Oral COVID Antiviral Drug Currently in Development

Oral COVID Antiviral Drug

A key finding on the similarity between Hepatitis C and COVID-19 leads to a development of a low-dose, oral COVID antiviral drug based on FDA-approved hep C drugs

National Institute of Allergy and Infectious Diseases (NIAID) granted $3.5 million to a develop low-dose, oral COVID antiviral drug that can be administered at home. 

In research published in Cell Reports, Rensselaer Polytechnic Institute researchers team lead by professors Gaetano Montelione and Christopher Cioffi found that, out of the 10 hepatitis C drugs tested, seven suppressed the SARS-CoV-2 virus.

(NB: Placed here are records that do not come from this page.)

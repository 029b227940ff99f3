// Copyright (c) 2024-2025 Jesse Morgan
// Licensed under the MIT License. See LICENSE file for details.

//! Login and session failure taxonomy.
//!
//! Every variant is recoverable: the caller shows [`AttemptError::user_message`]
//! and resets its form. `MalformedStoredState` never reaches a login form;
//! decoders produce it and the guard recovers by treating the record as
//! absent.

use thiserror::Error;

use crate::store::StoreError;

#[derive(Debug, Error)]
pub enum AttemptError {
    /// A lock is in force; the attempt was not evaluated.
    #[error("Account locked, retry in {retry_after_secs}s")]
    Locked { retry_after_secs: u64 },

    /// This attempt exhausted the allowance and started a lock.
    #[error("Account locked after {attempts} failed attempts, retry in {retry_after_secs}s")]
    LockedNow { attempts: u32, retry_after_secs: u64 },

    #[error("Invalid credentials, {remaining} attempt(s) remaining")]
    InvalidCredentials { remaining: u32 },

    #[error("Malformed stored state under {key}: {reason}")]
    MalformedStoredState { key: &'static str, reason: String },

    #[error(transparent)]
    Storage(#[from] StoreError),
}

impl AttemptError {
    pub(crate) fn malformed(key: &'static str, reason: impl Into<String>) -> Self {
        AttemptError::MalformedStoredState {
            key,
            reason: reason.into(),
        }
    }

    /// True for both lock variants.
    pub fn is_lockout(&self) -> bool {
        matches!(self, AttemptError::Locked { .. } | AttemptError::LockedNow { .. })
    }

    /// Message for the login form.
    pub fn user_message(&self) -> String {
        match self {
            AttemptError::Locked { .. } => {
                "Account temporarily locked due to multiple failed attempts. \
                 Please try again later."
                    .to_string()
            }
            AttemptError::LockedNow { retry_after_secs, .. } => format!(
                "Account locked due to multiple failed attempts. Please try again in {}.",
                plural(retry_after_secs.div_ceil(60), "minute")
            ),
            AttemptError::InvalidCredentials { remaining } => format!(
                "Invalid credentials. {} remaining.",
                plural(u64::from(*remaining), "attempt")
            ),
            AttemptError::MalformedStoredState { .. } => {
                "Your session could not be read. Please sign in again.".to_string()
            }
            AttemptError::Storage(_) => "Login failed. Please try again.".to_string(),
        }
    }
}

/// `"1 attempt"`, `"2 attempts"`.
pub fn plural(count: u64, noun: &str) -> String {
    if count == 1 {
        format!("{} {}", count, noun)
    } else {
        format!("{} {}s", count, noun)
    }
}

#[cfg(test)]
mod tests {
    use super::*;

    #[test]
    fn test_invalid_credentials_message() {
        let two = AttemptError::InvalidCredentials { remaining: 2 };
        assert_eq!(two.user_message(), "Invalid credentials. 2 attempts remaining.");

        let one = AttemptError::InvalidCredentials { remaining: 1 };
        assert_eq!(one.user_message(), "Invalid credentials. 1 attempt remaining.");
    }

    #[test]
    fn test_locked_now_message_rounds_up_minutes() {
        let err = AttemptError::LockedNow {
            attempts: 3,
            retry_after_secs: 15 * 60,
        };
        assert!(err.user_message().contains("15 minutes"));
        assert!(err.is_lockout());

        let almost = AttemptError::LockedNow {
            attempts: 3,
            retry_after_secs: 61,
        };
        assert!(almost.user_message().contains("2 minutes"));
    }

    #[test]
    fn test_malformed_is_not_lockout() {
        let err = AttemptError::malformed("admin_session", "bad base64");
        assert!(!err.is_lockout());
        assert!(err.to_string().contains("admin_session"));
    }
}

The reason why it happened, the team discovered, is that a key protein from the hepatitis C virus closely resembles the coronavirus CLpro protease structure. 

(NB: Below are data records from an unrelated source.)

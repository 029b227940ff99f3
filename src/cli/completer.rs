// Copyright (c) 2024-2025 Jesse Morgan
// Licensed under the MIT License. See LICENSE file for details.

//! Tab completion and hints for the admin shell.
//!
//! ## Example UX
//!
//! ```text
//! admin> me
//!   media [search]       - List media, optionally filtered
//!   media-add <file>     - Upload a file to the media library
//!   media-rm <id>        - Delete a media item
//!   media-edit <id>      - Edit title, description, alt text and tags of a media item
//!
//! admin> show pages/ab<Tab>
//!   pages/about/mission.html
//!   pages/about/vision.html
//!   ...
//! ```

use rustyline::completion::{Completer, Pair};
use rustyline::highlight::Highlighter;
use rustyline::hint::{Hint, Hinter};
use rustyline::validate::Validator;
use rustyline::{Context, Helper, Result};
use std::borrow::Cow;

/// Information about a shell command.
#[derive(Debug, Clone)]
pub struct CommandInfo {
    /// Primary command name (e.g., "help")
    pub name: &'static str,
    /// Alternative aliases (e.g., ["?"])
    pub aliases: &'static [&'static str],
    /// Short description shown in completion
    pub description: &'static str,
    /// Arguments this command accepts (for display)
    pub args: Option<&'static str>,
    /// Values offered for the first argument
    pub arg_values: ArgValues,
}

#[derive(Debug, Clone)]
pub enum ArgValues {
    None,
    Static(&'static [&'static str]),
    Dynamic(DynamicArgType),
}

/// Argument values known only at runtime.
#[derive(Debug, Clone, Copy)]
pub enum DynamicArgType {
    /// Page paths from the site catalogue
    Pages,
    /// Media item ids
    MediaIds,
}

impl CommandInfo {
    pub const fn new(name: &'static str, description: &'static str) -> Self {
        Self {
            name,
            aliases: &[],
            description,
            args: None,
            arg_values: ArgValues::None,
        }
    }

    pub const fn with_aliases(
        name: &'static str,
        aliases: &'static [&'static str],
        description: &'static str,
    ) -> Self {
        Self {
            name,
            aliases,
            description,
            args: None,
            arg_values: ArgValues::None,
        }
    }

    pub const fn with_static_args(
        mut self,
        args: &'static str,
        values: &'static [&'static str],
    ) -> Self {
        self.args = Some(args);
        self.arg_values = ArgValues::Static(values);
        self
    }

    pub const fn with_dynamic_args(mut self, args: &'static str, arg_type: DynamicArgType) -> Self {
        self.args = Some(args);
        self.arg_values = ArgValues::Dynamic(arg_type);
        self
    }

    /// Prefix match on the name or any alias.
    pub fn matches(&self, input: &str) -> bool {
        let input_lower = input.to_lowercase();
        self.name.starts_with(&input_lower)
            || self.aliases.iter().any(|a| a.starts_with(&input_lower))
    }

    pub fn exact_match(&self, input: &str) -> bool {
        let input_lower = input.to_lowercase();
        self.name == input_lower || self.aliases.iter().any(|a| *a == input_lower)
    }

    /// Get display string for completion menu.
    pub fn display_string(&self) -> String {
        if let Some(args) = self.args {
            format!("{} {} - {}", self.name, args, self.description)
        } else {
            format!("{} - {}", self.name, self.description)
        }
    }
}

const COLLECTIONS: &[&str] = &["projects", "pages", "focus-areas"];

/// All shell commands.
pub static COMMANDS: &[CommandInfo] = &[
    CommandInfo::with_aliases("help", &["?"], "Show all commands"),
    CommandInfo::new("status", "Show session and dashboard status"),
    CommandInfo::new("extend", "Extend the session by its full lifetime"),
    CommandInfo::new("pages", "List editable pages"),
    CommandInfo::new("show", "Show the stored content of a page")
        .with_dynamic_args("<page>", DynamicArgType::Pages),
    CommandInfo::new("set", "Set a content field")
        .with_dynamic_args("<page> <field> <value>", DynamicArgType::Pages),
    CommandInfo::new("unset", "Remove a content field")
        .with_dynamic_args("<page> <field>", DynamicArgType::Pages),
    CommandInfo::new("media", "List media, optionally filtered").with_static_args(
        "[images|videos|documents] [search]",
        &["images", "videos", "documents"],
    ),
    CommandInfo::new("media-add", "Upload a file to the media library")
        .with_static_args("<file>", &[]),
    CommandInfo::new("media-rm", "Delete a media item")
        .with_dynamic_args("<id>", DynamicArgType::MediaIds),
    CommandInfo::new("media-edit", "Edit title, description, alt text and tags of a media item")
        .with_dynamic_args("<id>", DynamicArgType::MediaIds),
    CommandInfo::new("items", "List the items of a collection")
        .with_static_args("<collection>", COLLECTIONS),
    CommandInfo::new("item", "Show one collection item")
        .with_static_args("<collection> <id>", COLLECTIONS),
    CommandInfo::new("item-add", "Create a collection item field by field")
        .with_static_args("<collection>", COLLECTIONS),
    CommandInfo::new("item-set", "Set one field of a collection item")
        .with_static_args("<collection> <id> <field> <value>", COLLECTIONS),
    CommandInfo::new("item-rm", "Delete a collection item")
        .with_static_args("<collection> <id>", COLLECTIONS),
    CommandInfo::new("items-export", "Export all collections to a file")
        .with_static_args("[file]", &[]),
    CommandInfo::new("items-import", "Replace collections from an export file")
        .with_static_args("<file>", &[]),
    CommandInfo::new("activity", "Show recent activity"),
    CommandInfo::new("export", "Export content to a file")
        .with_static_args("[file]", &[]),
    CommandInfo::new("import", "Merge content from an export file")
        .with_static_args("<file>", &[]),
    CommandInfo::new("backup", "Write a full backup to a file")
        .with_static_args("[file]", &[]),
    CommandInfo::new("restore", "Replace content and media from a backup")
        .with_static_args("<file>", &[]),
    CommandInfo::new("clear-cache", "Delete all content, media and activity"),
    CommandInfo::new("logout", "End the session"),
    CommandInfo::with_aliases("quit", &["exit", "q"], "Log out and leave the shell"),
];

/// Completer, hinter and highlighter for the shell prompt.
pub struct ShellCompleter {
    pages: Vec<String>,
    media_ids: Vec<String>,
}

impl ShellCompleter {
    pub fn new() -> Self {
        Self {
            pages: Vec::new(),
            media_ids: Vec::new(),
        }
    }

    pub fn set_pages(&mut self, pages: Vec<String>) {
        self.pages = pages;
    }

    pub fn set_media_ids(&mut self, ids: Vec<String>) {
        self.media_ids = ids;
    }

    fn values_for(&self, info: &CommandInfo) -> Vec<String> {
        match &info.arg_values {
            ArgValues::None => Vec::new(),
            ArgValues::Static(vals) => vals.iter().map(|s| s.to_string()).collect(),
            ArgValues::Dynamic(DynamicArgType::Pages) => self.pages.clone(),
            ArgValues::Dynamic(DynamicArgType::MediaIds) => self.media_ids.clone(),
        }
    }

    fn get_completions(&self, line: &str, pos: usize) -> Vec<Pair> {
        let input = &line[..pos];
        let parts: Vec<&str> = input.split_whitespace().collect();

        if parts.len() <= 1 && !input.ends_with(' ') {
            return self.complete_command(input.trim_start());
        }

        // Only the first argument is completed
        let completing_first_arg = (parts.len() == 1 && input.ends_with(' '))
            || (parts.len() == 2 && !input.ends_with(' '));
        if !completing_first_arg {
            return Vec::new();
        }
        let arg_prefix = if input.ends_with(' ') { "" } else { parts[1] };
        self.complete_arguments(parts[0], arg_prefix, input)
    }

    fn complete_command(&self, input: &str) -> Vec<Pair> {
        COMMANDS
            .iter()
            .filter(|cmd| cmd.matches(input))
            .map(|cmd| Pair {
                display: cmd.display_string(),
                replacement: format!("{} ", cmd.name),
            })
            .collect()
    }

    fn complete_arguments(&self, command: &str, prefix: &str, full_input: &str) -> Vec<Pair> {
        let Some(info) = COMMANDS.iter().find(|c| c.exact_match(command)) else {
            return Vec::new();
        };
        let base = &full_input[..full_input.len() - prefix.len()];
        let prefix_lower = prefix.to_lowercase();

        self.values_for(info)
            .into_iter()
            .filter(|v| v.to_lowercase().starts_with(&prefix_lower))
            .map(|v| Pair {
                display: v.clone(),
                replacement: format!("{}{} ", base, v),
            })
            .collect()
    }

    fn get_hint(&self, line: &str) -> Option<CommandHint> {
        let parts: Vec<&str> = line.split_whitespace().collect();

        if parts.len() == 1 && !line.ends_with(' ') {
            let matches: Vec<_> = COMMANDS.iter().filter(|cmd| cmd.matches(line)).collect();
            if matches.len() == 1 && matches[0].name.starts_with(line) {
                let cmd = matches[0];
                let remaining = &cmd.name[line.len()..];
                let hint = match cmd.args {
                    Some(args) => format!("{} {} - {}", remaining, args, cmd.description),
                    None => format!("{} - {}", remaining, cmd.description),
                };
                return Some(CommandHint(hint));
            }
        } else if parts.len() == 2 && !line.ends_with(' ') {
            let info = COMMANDS.iter().find(|c| c.exact_match(parts[0]))?;
            let arg_prefix = parts[1];
            let matches: Vec<String> = self
                .values_for(info)
                .into_iter()
                .filter(|v| v.starts_with(arg_prefix))
                .collect();
            if matches.len() == 1 {
                return Some(CommandHint(matches[0][arg_prefix.len()..].to_string()));
            }
        }

        None
    }
}

impl Default for ShellCompleter {
    fn default() -> Self {
        Self::new()
    }
}

/// A hint displayed after the cursor in dim text.
#[derive(Debug, Clone)]
pub struct CommandHint(String);

impl Hint for CommandHint {
    fn display(&self) -> &str {
        &self.0
    }

    fn completion(&self) -> Option<&str> {
        // Descriptions are display-only
        match self.0.find(' ') {
            Some(idx) => Some(&self.0[..idx]),
            None => Some(&self.0),
        }
    }
}

impl Completer for ShellCompleter {
    type Candidate = Pair;

    fn complete(&self, line: &str, pos: usize, _ctx: &Context<'_>) -> Result<(usize, Vec<Pair>)> {
        Ok((0, self.get_completions(line, pos)))
    }
}

impl Hinter for ShellCompleter {
    type Hint = CommandHint;

    fn hint(&self, line: &str, pos: usize, _ctx: &Context<'_>) -> Option<Self::Hint> {
        if pos < line.len() {
            return None;
        }
        self.get_hint(line)
    }
}

impl Highlighter for ShellCompleter {
    fn highlight_hint<'h>(&self, hint: &'h str) -> Cow<'h, str> {
        Cow::Owned(format!("\x1b[90m{}\x1b[0m", hint))
    }

    fn highlight<'l>(&self, line: &'l str, _pos: usize) -> Cow<'l, str> {
        let Some(command) = line.split_whitespace().next() else {
            return Cow::Borrowed(line);
        };
        let rest = &line[line.find(command).map_or(0, |i| i + command.len())..];

        if COMMANDS.iter().any(|c| c.exact_match(command)) {
            Cow::Owned(format!("\x1b[36m{}\x1b[0m{}", command, rest))
        } else if COMMANDS.iter().any(|c| c.matches(command)) {
            Cow::Owned(format!("\x1b[33m{}\x1b[0m", line))
        } else {
            Cow::Owned(format!("\x1b[31m{}\x1b[0m", line))
        }
    }

    fn highlight_char(&self, _line: &str, _pos: usize, _forced: bool) -> bool {
        true
    }
}

impl Validator for ShellCompleter {}

impl Helper for ShellCompleter {}

/// Print every shell command.
pub fn show_help() {
    println!("\nAvailable commands:\n");
    for cmd in COMMANDS {
        let aliases = if cmd.aliases.is_empty() {
            String::new()
        } else {
            format!(" (aliases: {})", cmd.aliases.join(", "))
        };
        let args = cmd.args.map_or(String::new(), |a| format!(" {}", a));
        println!("  \x1b[36m{}{}\x1b[0m{} - {}", cmd.name, args, aliases, cmd.description);
    }
    println!();
}

/// Canonical command name for a command or alias.
pub fn get_canonical_command(input: &str) -> Option<&'static str> {
    COMMANDS.iter().find(|c| c.exact_match(input)).map(|c| c.name)
}

#[cfg(test)]
mod tests {
    use super::*;

    fn completer() -> ShellCompleter {
        let mut completer = ShellCompleter::new();
        completer.set_pages(vec![
            "index.html".to_string(),
            "pages/about/mission.html".to_string(),
            "pages/about/vision.html".to_string(),
        ]);
        completer.set_media_ids(vec!["media_1_ab".to_string()]);
        completer
    }

    #[test]
    fn test_command_matching() {
        let help = &COMMANDS[0];
        assert!(help.matches("hel"));
        assert!(help.matches("?"));
        assert!(help.exact_match("HELP"));
        assert!(!help.matches("status"));
    }

    #[test]
    fn test_canonical_command() {
        assert_eq!(get_canonical_command("?"), Some("help"));
        assert_eq!(get_canonical_command("exit"), Some("quit"));
        assert_eq!(get_canonical_command("q"), Some("quit"));
        assert_eq!(get_canonical_command("frobnicate"), None);
    }

    #[test]
    fn test_complete_command_names() {
        let names: Vec<String> = completer()
            .get_completions("media", 5)
            .into_iter()
            .map(|p| p.replacement)
            .collect();
        assert_eq!(names, vec!["media ", "media-add ", "media-rm ", "media-edit "]);
    }

    #[test]
    fn test_complete_page_argument() {
        let line = "show pages/about/v";
        let pairs = completer().get_completions(line, line.len());
        assert_eq!(pairs.len(), 1);
        assert_eq!(pairs[0].replacement, "show pages/about/vision.html ");

        let line = "media-rm ";
        let pairs = completer().get_completions(line, line.len());
        assert_eq!(pairs[0].replacement, "media-rm media_1_ab ");
    }

    #[test]
    fn test_complete_collection_argument() {
        let line = "item-add f";
        let pairs = completer().get_completions(line, line.len());
        assert_eq!(pairs.len(), 1);
        assert_eq!(pairs[0].replacement, "item-add focus-areas ");

        let line = "items ";
        assert_eq!(completer().get_completions(line, line.len()).len(), 3);
    }

    #[test]
    fn test_only_first_argument_completes() {
        let line = "set index.html title";
        assert!(completer().get_completions(line, line.len()).is_empty());
    }

    #[test]
    fn test_hints() {
        let hint = completer().get_hint("exte").unwrap();
        assert!(hint.0.starts_with("nd - "));
        assert_eq!(hint.completion(), Some("nd"));

        let hint = completer().get_hint("show pages/about/m").unwrap();
        assert_eq!(hint.0, "ission.html");
    }
}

“Our role in the project is to develop novel inhibitors of the two key proteases of the SARS-CoV-2 virus, called CLpro and PLpro, which are essential to the virus life cycle,” said Dr. Montelione.

“By hitting both CLpro and PLpro simultaneously, there is less likelihood of antiviral resistance,” he added.

The Rensselaer team will collaborate on the oral COVID antiviral drug project with Drs. Sumit Chanda and Arnab Chatterjee of Scripps Research Institute, Dr. Adolfo Garcia-Sastre of the Mount Sinai School of Medicine, and Dr. Stefano Ciurli of the University of Bologna, Italy.

Industry partners will provide valuable resources to accelerate their movement through the product development pipeline. It is important to remember that drugs that are already FDA-approved for treating different diseases may be approved quicker for the treatment of COVID-19, as well. Nevertheless, the  grant from the National Institute of Allergy and Infectious Diseases (NIAID), part of the National Institutes of Health (NIH), is expected to span the next 5 years.